## Exercise details
From the first line to the last, give the listing again exactly.

Content starts

//! One line of backend output.

use std::fmt;
use std::ops::Deref;

/// Characters removed from every line before classification.
const CONTROL_CHARS: [char; 3] = ['\0', '\r', '`'];

/// A single newline-stripped line of backend output
///
/// Construction always removes NUL, carriage return and backtick characters,
/// which semihosting consoles and GDB's stderr framing leave behind. Once
/// built the line is immutable; annotation produces a new `OutputLine`.
///
/// ## Example
///
/// ```rust
/// use hilrun_core::types::OutputLine;
///
/// let line = OutputLine::sanitize("`OK\r\0\n");
/// assert_eq!(line.as_str(), "OK");
/// ```
#[derive(Debug, Clone, PartialEq, Eq, Hash)]
pub struct OutputLine(String);

impl OutputLine
{
    /// Strip the trailing newline and all control characters from `raw`.
    #[must_use]
    pub fn sanitize(raw: &str) -> Self
    {
        let raw = raw.strip_suffix('\n').unwrap_or(raw);
        OutputLine(raw.chars().filter(|c| !CONTROL_CHARS.contains(c)).collect())
    }

    /// Decode raw bytes leniently, dropping invalid sequences, then sanitize.
    #[must_use]
    pub fn from_bytes(raw: &[u8]) -> Self
    {
        Self::sanitize(&decode_lenient(raw))
    }

    /// Borrow the line text.
    #[must_use]
    pub fn as_str(&self) -> &str
    {
        &self.0
    }

    /// Consume the line and return its text.
    #[must_use]
    pub fn into_string(self) -> String
    {
        self.0
    }

    /// Return a new line with `suffix` appended.
    #[must_use]
    pub(crate) fn with_suffix(&self, suffix: &str) -> Self
    {
        let mut text = String::with_capacity(self.0.len() + suffix.len());
        text.push_str(&self.0);
        text.push_str(suffix);
        OutputLine(text)
    }

    /// Return a new line with the first occurrence of `from` replaced by `to`.
    #[must_use]
    pub(crate) fn replace_first(&self, from: &str, to: &str) -> Self
    {
        OutputLine(self.0.replacen(from, to, 1))
    }
}

impl Deref for OutputLine
{
    type Target = str;

    fn deref(&self) -> &str
    {
        &self.0
    }
}

impl fmt::Display for OutputLine
{
    fn fmt(&self, f: &mut fmt::Formatter<'_>) -> fmt::Result
    {
        f.write_str(&self.0)
    }
}

impl From<&str> for OutputLine
{
    fn from(raw: &str) -> Self
    {
        Self::sanitize(raw)
    }
}

/// Decode bytes as text, silently dropping anything that is not valid UTF-8.
///
/// Backends emit ASCII; stray bytes from a garbled transfer are removed
/// instead of being turned into replacement characters.
#[must_use]
pub fn decode_lenient(raw: &[u8]) -> String
{
    let mut out = String::with_capacity(raw.len());
    for chunk in raw.utf8_chunks() {
        out.push_str(chunk.valid());
    }
    out
}

#[cfg(test)]
mod tests
{
    use super::*;

    #[test]
    fn strips_control_characters()
    {
        let line = OutputLine::sanitize("\0PC   : 0x1`\r");
        assert_eq!(line.as_str(), "PC   : 0x1");
    }

    #[test]
    fn invalid_bytes_are_dropped()
    {
        let line = OutputLine::from_bytes(b"O\xffK\xc3\n");
        assert_eq!(line.as_str(), "OK");
    }

    #[test]
    fn replace_first_only_touches_one_occurrence()
    {
        let line = OutputLine::sanitize("a:0:b:0:");
        assert_eq!(line.replace_first(":0:", ":7:").as_str(), "a:7:b:0:");
    }
}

Content ends

## Problem solution
//! One line of backend output.

use std::fmt;
use std::ops::Deref;

/// Characters removed from every line before classification.
const CONTROL_CHARS: [char; 3] = ['\0', '\r', '`'];

/// A single newline-stripped line of backend output
///
/// Construction always removes NUL, carriage return and backtick characters,
/// which semihosting consoles and GDB's stderr framing leave behind. Once
/// built the line is immutable; annotation produces a new `OutputLine`.
///
/// ## Example
///
/// ```rust
/// use hilrun_core::types::OutputLine;
///
/// let line = OutputLine::sanitize("`OK\r\0\n");
/// assert_eq!(line.as_str(), "OK");
/// ```
#[derive(Debug, Clone, PartialEq, Eq, Hash)]
pub struct OutputLine(String);

impl OutputLine
{
    /// Strip the trailing newline and all control characters from `raw`.
    #[must_use]
    pub fn sanitize(raw: &str) -> Self
    {
        let raw = raw.strip_suffix('\n').unwrap_or(raw);
        OutputLine(raw.chars().filter(|c| !CONTROL_CHARS.contains(c)).collect())
    }

    /// Decode raw bytes leniently, dropping invalid sequences, then sanitize.
    #[must_use]
    pub fn from_bytes(raw: &[u8]) -> Self
    {
        Self::sanitize(&decode_lenient(raw))
    }

    /// Borrow the line text.
    #[must_use]
    pub fn as_str(&self) -> &str
    {
        &self.0
    }

    /// Consume the line and return its text.
    #[must_use]
    pub fn into_string(self) -> String
    {
        self.0
    }

    /// Return a new line with `suffix` appended.
    #[must_use]
    pub(crate) fn with_suffix(&self, suffix: &str) -> Self
    {
        let mut text = String::with_capacity(self.0.len() + suffix.len());
        text.push_str(&self.0);
        text.push_str(suffix);
        OutputLine(text)
    }

    /// Return a new line with the first occurrence of `from` replaced by `to`.
    #[must_use]
    pub(crate) fn replace_first(&self, from: &str, to: &str) -> Self
    {
        OutputLine(self.0.replacen(from, to, 1))
    }
}

impl Deref for OutputLine
{
    type Target = str;

    fn deref(&self) -> &str
    {
        &self.0
    }
}

impl fmt::Display for OutputLine
{
    fn fmt(&self, f: &mut fmt::Formatter<'_>) -> fmt::Result
    {
        f.write_str(&self.0)
    }
}

impl From<&str> for OutputLine
{
    fn from(raw: &str) -> Self
    {
        Self::sanitize(raw)
    }
}

/// Decode bytes as text, silently dropping anything that is not valid UTF-8.
///
/// Backends emit ASCII; stray bytes from a garbled transfer are removed
/// instead of being turned into replacement characters.
#[must_use]
pub fn decode_lenient(raw: &[u8]) -> String
{
    let mut out = String::with_capacity(raw.len());
    for chunk in raw.utf8_chunks() {
        out.push_str(chunk.valid());
    }
    out
}

#[cfg(test)]
mod tests
{
    use super::*;

    #[test]
    fn strips_control_characters()
    {
        let line = OutputLine::sanitize("\0PC   : 0x1`\r");
        assert_eq!(line.as_str(), "PC   : 0x1");
    }

    #[test]
    fn invalid_bytes_are_dropped()
    {
        let line = OutputLine::from_bytes(b"O\xffK\xc3\n");
        assert_eq!(line.as_str(), "OK");
    }

    #[test]
    fn replace_first_only_touches_one_occurrence()
    {
        let line = OutputLine::sanitize("a:0:b:0:");
        assert_eq!(line.replace_first(":0:", ":7:").as_str(), "a:7:b:0:");
    }
}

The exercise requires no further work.